News & Brews July 22, 2022

Mailing it in

With elections on the horizon, confusion—and lawsuits—surround mail voting laws. Is Act 77 unconstitutional? Is it nullified regardless of the pending state Supreme Court verdict? Will there be a new course entirely with the next governor? (Answers: we’ll get a ruling soon, some think so, and it depends.) The Inquirer takes a closer look at the status of mail-in voting and the questions that election officials statewide are asking.

How solvent should state unemployment program be?

Pennsylvania’s unemployment trust fund is currently at 0% solvency.
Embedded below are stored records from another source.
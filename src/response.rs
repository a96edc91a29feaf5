//! Response helpers for generated routes.

use crate::query::Meta;
use axum::{
    http::StatusCode,
    response::{IntoResponse, Response},
    Json,
};
use serde::Serialize;
use serde_json::{json, Value};

/// 200 with a JSON body. Creates also answer 200.
pub fn ok<T: Serialize>(body: T) -> Response {
    (StatusCode::OK, Json(body)).into_response()
}

pub fn meta_value(meta: &Meta) -> Value {
    json!({
        "page": meta.page,
        "limit": meta.limit,
        "pages": meta.pages,
        "records": meta.records,
    })
}

pub fn error_body(code: &str, message: String, details: Option<Value>) -> Value {
    json!({
        "error": {
            "code": code,
            "message": message,
            "details": details
        }
    })
}
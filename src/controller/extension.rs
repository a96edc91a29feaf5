use crate::controller::ResourceContext;
use axum::Router;
use std::sync::Arc;

/// Adds custom routes to a resource before its standard CRUD routes are attached.
///
/// Routes are absolute (use [`ResourceContext::route_path`]) and share the resource's
/// state. They must not repeat a method on a path the standard routes also serve.
pub trait ControllerExtension: Send + Sync {
    fn extend(&self, router: Router<Arc<ResourceContext>>, ctx: &ResourceContext) -> Router<Arc<ResourceContext>>;
}

impl<F> ControllerExtension for F
where
    F: Fn(Router<Arc<ResourceContext>>, &ResourceContext) -> Router<Arc<ResourceContext>> + Send + Sync,
{
    fn extend(&self, router: Router<Arc<ResourceContext>>, ctx: &ResourceContext) -> Router<Arc<ResourceContext>> {
        self(router, ctx)
    }
}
Some lawmakers are arguing that it’s past time (the fund hasn’t been fully solvent since 1971) to update the solvency formula, saying a, “more cautious metric would better support the system and avoid more taxpayer-funded debt service on stopgap loans and bonds, but critics say it would unfairly burden already struggling business owners with heightened tax burdens,” reports Spotlight PA. Proponents argue the baseline should be set based on the the last three recession years, not the last three calendar years. But who will bear that burden? Job creators and taxpayers. Read more.
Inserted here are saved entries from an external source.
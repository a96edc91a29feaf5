//! List query semantics: pagination, sorting, equality filters, and the response meta.

use crate::error::AppError;
use crate::model::ModelDef;
use serde::{Deserialize, Serialize};
use serde_json::Value;
use std::collections::HashMap;

pub const DEFAULT_LIMIT: u32 = 10;
pub const MAX_LIMIT: u32 = 1000;

#[derive(Clone, Copy, Debug, PartialEq, Eq, Serialize, Deserialize)]
#[serde(rename_all = "lowercase")]
pub enum SortDirection {
    Asc,
    Desc,
}

#[derive(Clone, Debug, PartialEq, Serialize, Deserialize)]
pub struct Sort {
    pub column: String,
    pub direction: SortDirection,
}

/// Exact-match filter on one column.
#[derive(Clone, Debug, PartialEq, Serialize, Deserialize)]
pub struct Filter {
    pub column: String,
    pub value: Value,
}

#[derive(Clone, Debug, PartialEq, Serialize, Deserialize)]
pub struct ListQuery {
    pub page: u32,
    pub limit: u32,
    #[serde(default)]
    pub sort: Vec<Sort>,
    #[serde(default)]
    pub filters: Vec<Filter>,
}

impl Default for ListQuery {
    fn default() -> Self {
        ListQuery {
            page: 1,
            limit: DEFAULT_LIMIT,
            sort: Vec::new(),
            filters: Vec::new(),
        }
    }
}

impl ListQuery {
    pub fn with_limit(limit: u32) -> Self {
        ListQuery {
            limit: limit.clamp(1, MAX_LIMIT),
            ..Default::default()
        }
    }

    /// Parse `page`, `limit`, `sort` ("name asc,id desc") and `where` (JSON) query params.
    /// Columns are checked against `model`.
    pub fn from_params(
        model: &ModelDef,
        params: &HashMap<String, String>,
        default_limit: u32,
    ) -> Result<Self, AppError> {
        let mut q = ListQuery::with_limit(default_limit);
        if let Some(p) = params.get("page") {
            q.page = p
                .parse::<u32>()
                .map_err(|_| AppError::BadRequest("page must be a positive integer".into()))?
                .max(1);
        }
        if let Some(l) = params.get("limit") {
            q.limit = l
                .parse::<u32>()
                .map_err(|_| AppError::BadRequest("limit must be a positive integer".into()))?
                .clamp(1, MAX_LIMIT);
        }
        if let Some(s) = params.get("sort") {
            q.sort = parse_sort(model, s)?;
        }
        if let Some(w) = params.get("where") {
            q.filters = parse_where(model, w)?;
        }
        Ok(q)
    }

    pub fn offset(&self) -> u64 {
        u64::from(self.page.saturating_sub(1)) * u64::from(self.limit)
    }
}

fn parse_sort(model: &ModelDef, s: &str) -> Result<Vec<Sort>, AppError> {
    let mut out = Vec::new();
    for part in s.split(',').map(str::trim).filter(|p| !p.is_empty()) {
        let mut words = part.split_whitespace();
        let column = words.next().unwrap_or_default();
        let direction = match words.next().map(str::to_lowercase).as_deref() {
            None | Some("asc") => SortDirection::Asc,
            Some("desc") => SortDirection::Desc,
            Some(other) => return Err(AppError::BadRequest(format!("invalid sort direction: {}", other))),
        };
        if !model.has_column(column) {
            return Err(AppError::BadRequest(format!("cannot sort by unknown column: {}", column)));
        }
        out.push(Sort {
            column: column.to_string(),
            direction,
        });
    }
    Ok(out)
}

fn parse_where(model: &ModelDef, w: &str) -> Result<Vec<Filter>, AppError> {
    let value: Value =
        serde_json::from_str(w).map_err(|e| AppError::BadRequest(format!("where must be JSON: {}", e)))?;
    let objects = match value {
        Value::Object(m) => vec![m],
        Value::Array(items) => items
            .into_iter()
            .map(|i| match i {
                Value::Object(m) => Ok(m),
                _ => Err(AppError::BadRequest("where list entries must be objects".into())),
            })
            .collect::<Result<Vec<_>, _>>()?,
        _ => return Err(AppError::BadRequest("where must be an object or a list of objects".into())),
    };
    let mut out = Vec::new();
    for obj in objects {
        for (column, value) in obj {
            if !model.has_column(&column) {
                return Err(AppError::BadRequest(format!("cannot filter by unknown column: {}", column)));
            }
            if value.is_object() || value.is_array() {
                return Err(AppError::BadRequest(format!(
                    "unsupported filter expression on {}",
                    column
                )));
            }
            out.push(Filter { column, value });
        }
    }
    Ok(out)
}

/// One page of records plus the unpaginated total.
#[derive(Clone, Debug, Default)]
pub struct Page {
    pub rows: Vec<Value>,
    pub total: u64,
}

/// A page together with the query that produced it, after any hook rewrites.
#[derive(Clone, Debug)]
pub struct Listing {
    pub query: ListQuery,
    pub page: Page,
}

impl Listing {
    pub fn meta(&self) -> Meta {
        Meta::new(&self.query, self.page.total)
    }
}

/// Pagination meta of a list response.
#[derive(Clone, Debug, PartialEq, Eq, Serialize, Deserialize)]
pub struct Meta {
    pub page: u32,
    pub limit: u32,
    pub pages: u64,
    pub records: u64,
}

impl Meta {
    pub fn new(query: &ListQuery, records: u64) -> Self {
        let limit = u64::from(query.limit.max(1));
        Meta {
            page: query.page,
            limit: query.limit,
            pages: records.div_ceil(limit),
            records,
        }
    }
}
//! Example consumer: Group and User resources over Postgres or the in-memory store.
//!
//! Run from repo root: `cargo run -p example-consumer`
//! Set `DATABASE_URL` to use Postgres (tables must exist); otherwise rows live in memory.
//! Set `CRUDDY_MODELS` to a JSON catalog file to replace the built-in models.

use cruddy::{
    app, init_tracing, load_catalog, policy_fn, Adapter, AppError, Cardinality, ColumnDef, FieldType, MemoryAdapter,
    ModelCatalog, ModelDef, Operation, PostgresAdapter, RelationshipDef, Registry, Resource, SchemaDef,
    ServerConfig,
};
use std::sync::Arc;
use tokio::net::TcpListener;

fn builtin_catalog() -> Result<ModelCatalog, cruddy::ConfigError> {
    let mut catalog = ModelCatalog::new();
    catalog.add_model(
        ModelDef::new("Group", "groups", "id")
            .column(ColumnDef::new("id", "uuid").not_null().with_default())
            .column(ColumnDef::new("name", "text").not_null()),
    )?;
    catalog.add_model(
        ModelDef::new("User", "users", "id")
            .column(ColumnDef::new("id", "uuid").not_null().with_default())
            .column(ColumnDef::new("name", "text").not_null())
            .column(ColumnDef::new("group_id", "uuid")),
    )?;
    catalog
        .relationship(RelationshipDef {
            model: "Group".into(),
            name: "users".into(),
            target: "User".into(),
            cardinality: Cardinality::OneToMany,
            local_column: "id".into(),
            remote_column: "group_id".into(),
            secondary: None,
        })
        .relationship(RelationshipDef {
            model: "User".into(),
            name: "group".into(),
            target: "Group".into(),
            cardinality: Cardinality::ManyToOne,
            local_column: "group_id".into(),
            remote_column: "id".into(),
            secondary: None,
        });
    Ok(catalog)
}

fn resource(
    catalog: &ModelCatalog,
    name: &str,
    fields: &[(&str, FieldType, bool)],
    adapter: Arc<dyn Adapter>,
    page_limit: u32,
) -> Result<Resource, cruddy::ConfigError> {
    let model = catalog
        .model(name)
        .ok_or_else(|| cruddy::ConfigError::UnknownModel(name.to_string()))?;
    let mut create = SchemaDef::new(format!("{}Create", name));
    let mut update = SchemaDef::new(format!("{}Update", name));
    let mut view = SchemaDef::new(format!("{}View", name)).field("id", FieldType::Uuid);
    for (field, ty, required) in fields {
        create = if *required {
            create.field(*field, ty.clone())
        } else {
            create.optional(*field, ty.clone())
        };
        update = update.optional(*field, ty.clone());
        view = view.optional(*field, ty.clone());
    }
    Resource::builder(model)
        .adapter(adapter)
        .create_schema(create)
        .update_schema(update)
        .response_schema(view)
        .page_limit(page_limit)
        .policy(
            Operation::Delete,
            policy_fn(|req| {
                if req.headers.contains_key("x-session") {
                    Ok(())
                } else {
                    Err(AppError::Unauthorized("x-session header required".into()))
                }
            }),
        )
        .build()
}

#[tokio::main]
async fn main() -> Result<(), Box<dyn std::error::Error>> {
    let config = ServerConfig::from_env()?;
    init_tracing("cruddy=info,example_consumer=info");

    let adapter: Arc<dyn Adapter> = match config.adapter_params() {
        Some(params) => Arc::new(PostgresAdapter::connect(&params).await?),
        None => Arc::new(MemoryAdapter::new()),
    };
    let mut catalog = match &config.models_path {
        Some(path) => load_catalog(path)?,
        None => builtin_catalog()?,
    };

    let mut registry = Registry::new(config.link_prefix.clone());
    registry.register(resource(
        &catalog,
        "Group",
        &[("name", FieldType::String, true)],
        adapter.clone(),
        config.page_limit,
    )?)?;
    registry.register(resource(
        &catalog,
        "User",
        &[("name", FieldType::String, true), ("group_id", FieldType::Uuid, false)],
        adapter.clone(),
        config.page_limit,
    )?)?;

    catalog.configure()?;
    registry.finalize(&catalog)?;

    let router = app(&registry, adapter, &config)?;
    let listener = TcpListener::bind(config.bind.as_str()).await?;
    tracing::info!("Example consumer listening on http://{}", listener.local_addr()?);
    axum::serve(listener, router).await?;
    Ok(())
}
Shrinking workforce reflection of COVID policies

Pennsylvania’s labor force participation rate remains lower (61.7% versus 61.9%) than pre-pandemic levels. WESA examines some of the causes—including dramatic increases in homeschooling and elder care, the former certainly boosted by extended school closures and mask mandates. But, as the article points out, Pennsylvania’s economy hasn’t recovered nearly as fast as southern states where many Pennsylvanians are migrating. Read more.

Also happening this week

Behind closed doors

The Morning Call examines the changes surrounding the Property Tax Relief Fund that received little attention in the state budget negotiations. Legislative leaders and Gov. Wolf assured that property tax relief efforts remained and the change is “semantics,” while other legislators say they feel “duped” and that a promise was “reneged.” Read more.
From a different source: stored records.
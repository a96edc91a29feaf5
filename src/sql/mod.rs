//! Safe SQL builder: identifiers from model metadata only, values as parameters.

mod builder;
pub mod params;
pub use builder::*;
pub use params::*;
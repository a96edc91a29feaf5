mod common;

pub use common::{common_routes, common_routes_with_ready};

use crate::adapter::Adapter;
use crate::config::ServerConfig;
use crate::error::ConfigError;
use crate::registry::Registry;
use axum::Router;
use std::sync::Arc;
use tower::ServiceBuilder;
use tower_http::limit::RequestBodyLimitLayer;

/// The full application: resource routes, `/openapi.json`, and the common routes, with the
/// configured request body limit. `adapter` backs the readiness check.
pub fn app(registry: &Registry, adapter: Arc<dyn Adapter>, config: &ServerConfig) -> Result<Router, ConfigError> {
    Ok(registry
        .router()?
        .merge(common_routes_with_ready(adapter))
        .layer(ServiceBuilder::new().layer(RequestBodyLimitLayer::new(config.max_body_bytes))))
}
//! Access policies evaluated before each generated route runs.

use crate::error::AppError;
use async_trait::async_trait;
use axum::http::{HeaderMap, Method, Uri};
use std::collections::HashMap;
use std::fmt;
use std::sync::Arc;

/// Standard operations of a resource.
#[derive(Clone, Copy, Debug, PartialEq, Eq, Hash)]
pub enum Operation {
    Create,
    Update,
    Delete,
    GetOne,
    GetMany,
}

impl Operation {
    pub const ALL: [Operation; 5] = [
        Operation::Create,
        Operation::Update,
        Operation::Delete,
        Operation::GetOne,
        Operation::GetMany,
    ];

    pub fn as_str(&self) -> &'static str {
        match self {
            Operation::Create => "create",
            Operation::Update => "update",
            Operation::Delete => "delete",
            Operation::GetOne => "get_one",
            Operation::GetMany => "get_many",
        }
    }
}

/// What a policy can see of the incoming request.
#[derive(Debug)]
pub struct PolicyRequest<'a> {
    pub operation: Operation,
    /// Singular resource name, e.g. "group".
    pub resource: &'a str,
    pub method: &'a Method,
    pub uri: &'a Uri,
    pub headers: &'a HeaderMap,
}

#[async_trait]
pub trait Policy: Send + Sync {
    /// Return an error (usually Unauthorized or Forbidden) to reject the request.
    async fn check(&self, req: &PolicyRequest<'_>) -> Result<(), AppError>;
}

struct FnPolicy<F>(F);

#[async_trait]
impl<F> Policy for FnPolicy<F>
where
    F: Fn(&PolicyRequest<'_>) -> Result<(), AppError> + Send + Sync,
{
    async fn check(&self, req: &PolicyRequest<'_>) -> Result<(), AppError> {
        (self.0)(req)
    }
}

/// Wrap a synchronous closure as a policy.
pub fn policy_fn<F>(f: F) -> Arc<dyn Policy>
where
    F: Fn(&PolicyRequest<'_>) -> Result<(), AppError> + Send + Sync + 'static,
{
    Arc::new(FnPolicy(f))
}

/// Universal policies plus per-operation lists.
#[derive(Clone, Default)]
pub struct Policies {
    universal: Vec<Arc<dyn Policy>>,
    by_operation: HashMap<Operation, Vec<Arc<dyn Policy>>>,
}

impl fmt::Debug for Policies {
    fn fmt(&self, f: &mut fmt::Formatter<'_>) -> fmt::Result {
        let counts: HashMap<&str, usize> = self.by_operation.iter().map(|(k, v)| (k.as_str(), v.len())).collect();
        f.debug_struct("Policies")
            .field("universal", &self.universal.len())
            .field("by_operation", &counts)
            .finish()
    }
}

impl Policies {
    pub fn add_universal(&mut self, policy: Arc<dyn Policy>) {
        self.universal.push(policy);
    }

    pub fn add(&mut self, operation: Operation, policy: Arc<dyn Policy>) {
        self.by_operation.entry(operation).or_default().push(policy);
    }

    pub fn count(&self, operation: Operation) -> usize {
        self.universal.len() + self.by_operation.get(&operation).map(Vec::len).unwrap_or(0)
    }

    /// Run universal policies, then the operation's own, stopping at the first rejection.
    pub async fn enforce(&self, req: &PolicyRequest<'_>) -> Result<(), AppError> {
        for p in &self.universal {
            p.check(req).await?;
        }
        if let Some(list) = self.by_operation.get(&req.operation) {
            for p in list {
                p.check(req).await?;
            }
        }
        Ok(())
    }
}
Grove calls on Wolf to work out election reform

Pa. State Rep. Seth Grove, head of the House State Government Committee, released his third report on the problems facing Pennsylvania’s election system, many which have garnered national attention. From PennLive: “The fixes that his caucus has in mind were initially included in House Bill 1300 that passed both legislative chambers last June. It included such provisions as ones allowing early in-person voting, making it easier for disabled people to vote, and giving counties what they most want – more time before Election Day to begin preparing mail-in ballots for counting to ensure timelier election results.” Gov. Wolf vetoed HB 1300. Rep. Grove called on Gov. Wolf to meet with him to work out these issues. “Instead of having nice things, we have chaos,” Grove said. Read more in City & State.

Making the switch
Republicans have the lead over Democrats when it comes to voters changing party registration nationwide and in Pennsylvania. PennLive reports on a national analysis showing more than 1 million voters in 43 states switched their voter registration to Republican. And using data from the Pa. Dept. of State, they report that “In Pennsylvania in 2022, more than 35,000 people officially switched their political allegiance from Democrat to Republican as of July 11. This is more than three times the number of people who switched their voter registration from Republican to Democrat.”

State constitutional amendments to watch

With a governor who loves a veto, legislators have taken to the (rightfully) long and painstaking process of passing constitutional amendments, like the landmark amendment passed last year that limits the emergency power of the executive office. PennLive has a rundown of the constitutional amendments in process, including those that: require voter identification, allow gubernatorial candidates to choose their running mates, enable the state auditor general to conduct regular election audits, and moreRead more.

Last Week in Wolf: Executive order, veto pen

Similar to Democratic governors in other states, Gov. Wolf signed an executive order related to non-Pennsylvanians seeking abortions in Pennsylvania after the Supreme Court’s overturning of Roe v. Wade. PennLive reports, “Wolf said in a statement that he would refuse a request from any other state to arrest or detain any out-of-state resident who had traveled to Pennsylvania to seek an abortion, as well as anyone providing or assisting with it.” (For a thorough read on where things stand with Pa. abortion laws and legislation, check out this piece in the Inquirer.) But lest you think Wolf traded in his veto pen in favor of executive orders, last week Gov. Wolf vetoed bipartisan legislation that would have prevented municipalities from banning natural gas hookups in building codes. Apparently, Gov. Wolf is in favor of local decision-making in regards to climate change mandates, and federal decision-making in regards to expanding abortion access.